As it turns out, if we plot the Normal distribution $\mathcal{N}(10,3)$ on top of our scaled and shifted standard normal samples, we obtain the same distribution!

After some eye-candy we can tackle the above-mentioned transformation analytically. We transform any Standard-Normally distributed random variable $\mathcal{E} \sim \mathcal{N}(0,1)$ by scaling it first with $\sigma$ and shifting it afterwards with $\mu$ into a Normally distributed random variable $w \sim \mathcal{N}(\mu, \sigma)$ through the linear transformation

\[\begin{align*} w = t_1 (\mathcal{E}, \mu, \sigma) = \mu + \mathcal{E} \cdot \sigma \end{align*}\]

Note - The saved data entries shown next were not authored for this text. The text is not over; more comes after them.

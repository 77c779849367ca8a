//! Mail dispatch worker.
//!
//! A single loop drains the [`MailQueue`]: each job is checked against the
//! blocked-recipient gate, sent with one retry, and its outcome recorded
//! before the next job is taken. After every delivery attempt the loop
//! pauses for the pacing delay, which caps outbound volume.

use std::any::Any;
use std::panic::AssertUnwindSafe;
use std::sync::Arc;
use std::time::Duration;

use chrono::Utc;
use futures::FutureExt;
use tokio_util::sync::CancellationToken;
use tracing::{debug, error, info, warn};

use super::gate::{BlockedRecipientGate, GateError};
use super::log_sink::{LogLevel, LogSink};
use super::queue::{Dequeued, MailQueue};
use super::transport::{MailTransport, TransportError};
use super::types::MailJob;

/// Delivery attempts per job before the recipient is blocked.
pub const MAX_DELIVERY_ATTEMPTS: u32 = 2;

/// Default pause after each delivery.
pub const DEFAULT_PACING_DELAY: Duration = Duration::from_secs(60);

/// What happened to a single job.
#[derive(Debug, Clone, Copy, PartialEq, Eq)]
pub enum JobOutcome {
    /// Recipient is blocked; the job was discarded.
    Blocked,
    /// The gate could not be queried; the job was discarded.
    GateUnavailable,
    /// Sent on the given attempt.
    Delivered { attempts: u32 },
    /// Every attempt failed; the recipient has been blocked.
    Failed,
}

impl JobOutcome {
    /// Whether the transport was used, which is what the pacing delay throttles.
    pub fn reached_transport(&self) -> bool {
        matches!(self, JobOutcome::Delivered { .. } | JobOutcome::Failed)
    }
}

/// Background consumer of the mail queue.
pub struct MailDispatchWorker {
    queue: Arc<MailQueue>,
    gate: Arc<dyn BlockedRecipientGate>,
    transport: Arc<dyn MailTransport>,
    log_sink: Arc<dyn LogSink>,
    pacing_delay: Duration,
}

impl MailDispatchWorker {
    /// Create a worker with the default pacing delay.
    pub fn new(
        queue: Arc<MailQueue>,
        gate: Arc<dyn BlockedRecipientGate>,
        transport: Arc<dyn MailTransport>,
        log_sink: Arc<dyn LogSink>,
    ) -> Self {
        Self {
            queue,
            gate,
            transport,
            log_sink,
            pacing_delay: DEFAULT_PACING_DELAY,
        }
    }

    /// Set the pause taken after each delivery.
    pub fn with_pacing_delay(mut self, pacing_delay: Duration) -> Self {
        self.pacing_delay = pacing_delay;
        self
    }

    /// The queue this worker drains.
    pub fn queue(&self) -> &Arc<MailQueue> {
        &self.queue
    }

    /// Pause taken after each delivery.
    pub fn pacing_delay(&self) -> Duration {
        self.pacing_delay
    }

    /// Run until `token` is cancelled.
    ///
    /// A job that has been dequeued is always processed to completion;
    /// cancellation only interrupts waiting for a job or the pacing pause.
    pub async fn run(&self, token: CancellationToken) {
        info!(
            "Mail dispatch worker started (pacing delay: {} seconds)",
            self.pacing_delay.as_secs()
        );

        loop {
            let job = match self.queue.dequeue(&token).await {
                Dequeued::Job(job) => job,
                Dequeued::Empty => {
                    debug!("Mail queue woke with no job");
                    continue;
                }
                Dequeued::Cancelled => break,
            };

            let outcome = self.process_job(job).await;

            if outcome.reached_transport() && !self.pause(&token).await {
                break;
            }
        }

        info!(
            "Mail dispatch worker stopped ({} job(s) left in queue)",
            self.queue.len()
        );
    }

    /// Gate-check, send and record the outcome of one job.
    pub async fn process_job(&self, job: MailJob) -> JobOutcome {
        debug!(
            job_id = %job.id,
            "Processing {} mail for {}",
            job.message_type, job.recipient
        );

        match self.check_gate(&job.recipient).await {
            Ok(false) => {}
            Ok(true) => {
                debug!(job_id = %job.id, "Recipient {} is blocked; job discarded", job.recipient);
                return JobOutcome::Blocked;
            }
            Err(e) => {
                self.write_log(
                    LogLevel::Error,
                    &format!(
                        "Could not check block status of {} at {}: {}; {} mail discarded",
                        job.recipient,
                        Utc::now().to_rfc3339(),
                        e,
                        job.message_type
                    ),
                )
                .await;
                return JobOutcome::GateUnavailable;
            }
        }

        for attempt in 1..=MAX_DELIVERY_ATTEMPTS {
            match self.attempt_send(&job).await {
                Ok(()) => {
                    self.write_log(
                        LogLevel::Information,
                        &format!(
                            "{} mail sent to {} at {}",
                            job.message_type,
                            job.recipient,
                            Utc::now().to_rfc3339()
                        ),
                    )
                    .await;
                    return JobOutcome::Delivered { attempts: attempt };
                }
                Err(e) => {
                    warn!(
                        job_id = %job.id,
                        "Delivery attempt {}/{} to {} failed: {}",
                        attempt, MAX_DELIVERY_ATTEMPTS, job.recipient, e
                    );
                }
            }
        }

        self.write_log(
            LogLevel::Error,
            &format!(
                "Failed to send {} mail to {} at {} after {} attempts; recipient blocked",
                job.message_type,
                job.recipient,
                Utc::now().to_rfc3339(),
                MAX_DELIVERY_ATTEMPTS
            ),
        )
        .await;

        if let Err(e) = self.block_recipient(&job.recipient).await {
            error!(job_id = %job.id, "Failed to block recipient {}: {}", job.recipient, e);
        }

        JobOutcome::Failed
    }

    /// One send call, with panics turned into errors.
    async fn attempt_send(&self, job: &MailJob) -> Result<(), TransportError> {
        let send = self
            .transport
            .send(&job.recipient, job.message_type, &job.placeholders);

        match AssertUnwindSafe(send).catch_unwind().await {
            Ok(result) => result,
            Err(payload) => Err(TransportError::Panicked(panic_message(payload.as_ref()))),
        }
    }

    /// Gate lookup, with panics turned into errors.
    async fn check_gate(&self, recipient: &str) -> Result<bool, GateError> {
        match AssertUnwindSafe(self.gate.is_blocked(recipient))
            .catch_unwind()
            .await
        {
            Ok(result) => result,
            Err(payload) => Err(GateError::Panicked(panic_message(payload.as_ref()))),
        }
    }

    async fn block_recipient(&self, recipient: &str) -> Result<(), GateError> {
        match AssertUnwindSafe(self.gate.block(recipient)).catch_unwind().await {
            Ok(result) => result,
            Err(payload) => Err(GateError::Panicked(panic_message(payload.as_ref()))),
        }
    }

    async fn write_log(&self, level: LogLevel, message: &str) {
        let write = self.log_sink.write_log(level, message);
        match AssertUnwindSafe(write).catch_unwind().await {
            Ok(Ok(())) => {}
            Ok(Err(e)) => warn!("Failed to write mail log entry: {}", e),
            Err(payload) => error!(
                "Mail log sink panicked: {}",
                panic_message(payload.as_ref())
            ),
        }
    }

    /// Wait out the pacing delay. Returns false if cancelled first.
    async fn pause(&self, token: &CancellationToken) -> bool {
        if self.pacing_delay.is_zero() {
            return !token.is_cancelled();
        }

        tokio::select! {
            _ = token.cancelled() => false,
            _ = tokio::time::sleep(self.pacing_delay) => true,
        }
    }
}

fn panic_message(payload: &(dyn Any + Send)) -> String {
    if let Some(s) = payload.downcast_ref::<&str>() {
        (*s).to_string()
    } else if let Some(s) = payload.downcast_ref::<String>() {
        s.clone()
    } else {
        "unknown panic".to_string()
    }
}
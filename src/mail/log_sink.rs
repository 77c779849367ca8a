//! Log sink for mail dispatch outcomes.
//!
//! The worker records delivery results through [`LogSink`] rather than
//! calling `tracing` directly, so outcome records can be captured or
//! redirected independently of diagnostics.

use std::fmt;

use async_trait::async_trait;
use thiserror::Error;

/// Target under which [`TracingLogSink`] records mail outcomes.
pub const MAIL_LOG_TARGET: &str = "usermail::mail";

/// Severity of a log entry.
#[derive(Debug, Clone, Copy, PartialEq, Eq, PartialOrd, Ord)]
pub enum LogLevel {
    Trace,
    Debug,
    Information,
    Warning,
    Error,
    Critical,
}

impl fmt::Display for LogLevel {
    fn fmt(&self, f: &mut fmt::Formatter<'_>) -> fmt::Result {
        let s = match self {
            LogLevel::Trace => "Trace",
            LogLevel::Debug => "Debug",
            LogLevel::Information => "Information",
            LogLevel::Warning => "Warning",
            LogLevel::Error => "Error",
            LogLevel::Critical => "Critical",
        };
        f.write_str(s)
    }
}

/// Error raised by a log sink.
#[derive(Error, Debug)]
pub enum LogSinkError {
    #[error("log write failed: {0}")]
    Write(String),
}

/// Best-effort destination for outcome records.
#[async_trait]
pub trait LogSink: Send + Sync {
    async fn write_log(&self, level: LogLevel, message: &str) -> Result<(), LogSinkError>;
}

/// Sink that forwards entries to `tracing` under the `usermail::mail` target.
#[derive(Debug, Clone, Copy, Default)]
pub struct TracingLogSink;

#[async_trait]
impl LogSink for TracingLogSink {
    async fn write_log(&self, level: LogLevel, message: &str) -> Result<(), LogSinkError> {
        match level {
            LogLevel::Trace => tracing::trace!(target: MAIL_LOG_TARGET, "{}", message),
            LogLevel::Debug => tracing::debug!(target: MAIL_LOG_TARGET, "{}", message),
            LogLevel::Information => tracing::info!(target: MAIL_LOG_TARGET, "{}", message),
            LogLevel::Warning => tracing::warn!(target: MAIL_LOG_TARGET, "{}", message),
            LogLevel::Error | LogLevel::Critical => {
                tracing::error!(target: MAIL_LOG_TARGET, severity = %level, "{}", message)
            }
        }
        Ok(())
    }
}
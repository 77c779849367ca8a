//! usermail - user management backend with an asynchronous mail dispatcher.
//!
//! Account changes queue notification mails that a single background worker
//! delivers over SMTP, retrying once and blocking recipients that keep
//! failing.

pub mod config;
pub mod db;
pub mod error;
pub mod logging;
pub mod mail;
pub mod user;

pub use config::Config;
pub use db::{Database, ListRequest, NewUser, Page, User, UserRepository, UserUpdate};
pub use error::{Result, UsermailError};
pub use mail::{
    BlockedRecipientGate, LogSink, MailDispatchWorker, MailDispatcher, MailJob, MailQueue,
    MailSender, MailTransport, MessageType, Placeholders,
};
pub use user::{NewUserRequest, UserService};
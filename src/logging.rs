//! Tracing subscriber setup.
//!
//! The base level applies to the whole process. The mail subsystem,
//! including the outcome records written by [`crate::mail::TracingLogSink`],
//! gets its own level under [`MAIL_LOG_TARGET`]. A `RUST_LOG` value replaces
//! both.

use std::fs::{self, File, OpenOptions};
use std::path::Path;
use std::sync::Arc;

use tracing::Level;
use tracing_subscriber::fmt::writer::MakeWriterExt;
use tracing_subscriber::prelude::*;
use tracing_subscriber::EnvFilter;

use crate::config::LoggingConfig;
use crate::mail::MAIL_LOG_TARGET;
use crate::Result;

/// Map a configured level name to a tracing level.
///
/// Accepts `information`, `warning` and `critical` alongside the tracing
/// names. Unknown names fall back to INFO.
pub fn parse_level(level: &str) -> Level {
    match level.trim().to_ascii_lowercase().as_str() {
        "trace" => Level::TRACE,
        "debug" => Level::DEBUG,
        "info" | "information" => Level::INFO,
        "warn" | "warning" => Level::WARN,
        "error" | "critical" => Level::ERROR,
        _ => Level::INFO,
    }
}

/// Filter directives derived from the config, e.g. `info,usermail::mail=warn`.
pub fn default_directives(config: &LoggingConfig) -> String {
    let base = parse_level(&config.level).as_str().to_ascii_lowercase();
    let mail = parse_level(&config.mail_level).as_str().to_ascii_lowercase();
    format!("{base},{MAIL_LOG_TARGET}={mail}")
}

fn build_filter(config: &LoggingConfig) -> EnvFilter {
    let directives = std::env::var(EnvFilter::DEFAULT_ENV)
        .ok()
        .filter(|v| !v.trim().is_empty())
        .unwrap_or_else(|| default_directives(config));
    EnvFilter::builder().parse_lossy(directives)
}

fn open_log_file(path: &str) -> Result<File> {
    if let Some(parent) = Path::new(path).parent() {
        if !parent.as_os_str().is_empty() {
            fs::create_dir_all(parent)?;
        }
    }
    Ok(OpenOptions::new().create(true).append(true).open(path)?)
}

/// Log to stdout and to the configured file, appending across restarts.
pub fn init(config: &LoggingConfig) -> Result<()> {
    let log_file = open_log_file(&config.file)?;
    let writer = std::io::stdout.and(Arc::new(log_file));

    tracing_subscriber::registry()
        .with(
            tracing_subscriber::fmt::layer()
                .with_writer(writer)
                .with_ansi(false)
                .with_target(true),
        )
        .with(build_filter(config))
        .init();

    Ok(())
}

/// Log to stdout only. Used when the log file cannot be opened.
pub fn init_console_only(config: &LoggingConfig) {
    tracing_subscriber::registry()
        .with(tracing_subscriber::fmt::layer().with_target(true))
        .with(build_filter(config))
        .init();
}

Before we can dive into the gradients and properties we have to introduce one more non-trivial trick: keeping the standard deviation strictly positive. This can be achieved by reparameterizing the standard deviation itself with the transformation

\[\begin{align*} \sigma = t_2(\rho) = \log(1+\exp(\rho)) \quad ; \sigma \in \mathbb{R}^+, \rho \in \mathbb{R} \end{align*}\]

The transformation is important as it allows $\sigma$ to be optimized freely without having to check after every optimization step, whether it is still positive. The parameter $\rho$ can be optimized freely from $-\infty$ to $+\infty$ and only the $\log-\exp$ transformation above turns it into a strictly positive number. For readability we will only use $\rho$ when it’s absolutely necessary since most people are fairly accustomed to the $\sigma$ notation of normal distributions.

The important analytical property of this reparameterization is that we can take gradients with respect to its parameters. Let’s create a simple example of linear regression of some input $x \in \mathbb{R}$ with a weight $w \sim \mathcal{N}(\mu,\sigma)$:

\[\begin{align*} \hat{y} = f(x) = w \cdot x = (\mu + \mathcal{E} \cdot \sigma) \ x \end{align*}\]

Since $t_1$ is nothing else than a linear transformation we can easily take the gradients with respect to it’s parameters just as we would do with any other linear function. The objective function for the toy example which follows is

\[\begin{align*} \mathcal{L}(\hat{y}, y) &= \mathcal{L}( f(x, w), y ) \\\\ &= (w\cdot x - y)^2 \\\\ &= ((\mu + \mathcal{E} \cdot \sigma) \ x - y)^2 \end{align*}\]

After the double reparameterization of $w$ with $t_1$ and $t_2$ we can compute the gradient for the deterministic parameters $\mu, \rho$ for the given cost function. This is possible because we ‘outsourced’ the stochasticity of the distribution $w \sim \mathcal{N}(\mu, \sigma)$ into the Standard Normal random variable $\mathcal{E}$. We are not interested in the stochasticity of $\mathcal{E} \sim \mathcal{N}(0,1)$ but in the parameters $\mu, \sigma$. All the transformations of the variational parameters above are encapsulated in the cost function below:

\[\begin{align*} \mathcal{L}(\hat{y}, y) &= \mathcal{L} (f(x, t_1(\mathcal{E}, \mu, t_2(\rho))), y) \end{align*}\]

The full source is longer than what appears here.